I bambini hanno una specie di radar […] riescono a percepire dove stai per mettere il piede, da che lato cerchi il sorpasso, e si mettono subito in mezzo con il loro corpicino tondeggiante. Uno, due, tre. Dribbli il fagotto ripetutamente ma lui ti anticipa, e ti costringe ad andare alla sua velocità. Cioè piano. pg 86

Girolamo è convinto fermamente che il turismo di massa imbruttisca i posti. Non perché i turisti sporcano, o fanno rumore, o sono tanti, o perché sono vestiti in modo ridicolo. Ma proprio perché per produrre denaro, tu devi necessariamente estrarre quel valore, e cioè la bellezza. pg 57

Niente di grave. Analizzare un cervello fin nei minimi dettagli porta i nodi al pettine: alcuni pensieri sono banali come certe consuetudini sono universali nell’uomo. Tutti sappiamo essere banali ovviamente, anche Girolamo. Così succede che i suoi lampi di genio o le intuizioni felici risplendono maggiormente, anche in funzione di tutta questa normalità apparente:

Di colpo, Girolamo, si sente malinconico. Non per le sorti del mondo, minacciate dagli appetiti delle multinazionali. Né per il suo conto in rosso, da cui pure dovrà strizzare il denaro sufficiente per rimpinguare il suo guardaroba. Girolamo si sente malinconico perché di colpo quelle due parole pronunciate dalla madre-fantasma, “avere cura”, gli si sono come stampate addosso. pg 112

È comprensibile che, passati tanti anni, non ci si riconosca subito. Si gira lo sguardo e ti si para davanti un volto sconosciuto. Perché questa è la sensazione che ha avuto Girolamo nel guardare il volto di Viola: non l’ho mai vista prima. E d’altronde quella non è la Viola di Girolamo. Quello è il volto di un’altra persona, è il volto di Viola da vecchia, che lui non conosce. E non riconosce. pg 32

L’ultimo foglio del taccuino

Il progetto di fare l’inventario di ogni attimo della propria vita era stata l’intuizione di almeno altri due personaggi letterari, Ireneo Funes di Borges, il signor Palomar di Calvino. Ma è proprio Calvino che ci avverte di un altro insormontabile problema quando registriamo la realtà: «nel tenere un diario e in genere nella letteratura autobiografica, così nella fotografia – insomma in queste cose che sembrano il colmo del rispecchiamento della realtà, della sincerità, della razionalità chiarificatrice, – c’è sempre in agguato un tentacolo di pazzia».

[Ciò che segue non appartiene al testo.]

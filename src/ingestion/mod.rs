//! Ingestion stages and the import entrypoint.
//!
//! Most callers should use [`Importer`] (from [`pipeline`]) which:
//!
//! - infers the format from the filename (or you can force one via [`ImportOptions`])
//! - resolves catalog fields to headers, builds typed records and persists them
//! - optionally reports success/failure/alerts to an [`IngestionObserver`]
//!
//! The stages are also usable on their own:
//! - [`csv`]: upload bytes -> raw table
//! - [`resolve`]: canonical field -> header mapping
//! - [`coerce`]: raw cell -> typed value
//! - [`record`]: raw row -> canonical record
//! - [`preview`]: dry-run analysis

pub mod coerce;
pub mod csv;
pub mod observability;
pub mod pipeline;
pub mod preview;
pub mod record;
pub mod resolve;

pub use csv::{TabularFormat, Upload};
pub use observability::{
    CompositeObserver, FileObserver, IngestionContext, IngestionObserver, IngestionSeverity, IngestionStats,
    TracingObserver,
};
pub use pipeline::{ImportOptions, Importer};
pub use preview::{PreviewReport, preview};
pub use record::{RecordBuilder, RowError, RowErrorKind};
pub use resolve::{ColumnMapping, MatchPolicy, resolve_columns};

La pretesa del vero (e della narrativa che si finge di stampo naturalista) è quella di esaurire la realtà, ma è una pretesa assurda, è pazzia dice Calvino. Se il vero è illusorio, se la memoria fugge come l’acqua tra le dita di una mano, cosa fare? Bisogna rassegnarsi all’entropia? Senza dubbio, è nello stato delle cose; altrimenti, come accade a Girolamo nel finale del Taccuino, potremmo trovarci di fronte a qualcosa di inaspettato, ma assolutamente plausibile. Non posso svelare lo spin finale di questo bel romanzo, sospeso tra gioco e compassione per l’uomo. Ma una cosa è certa, e rubando i pensieri al suo protagonista, la condivido: «sembra che l’universo assuma un ordine intelligibile e tutto sommato rassicurante. Ogni cosa ha la sua collocazione, ed è naturalmente una cosa buona, oppure malvagia».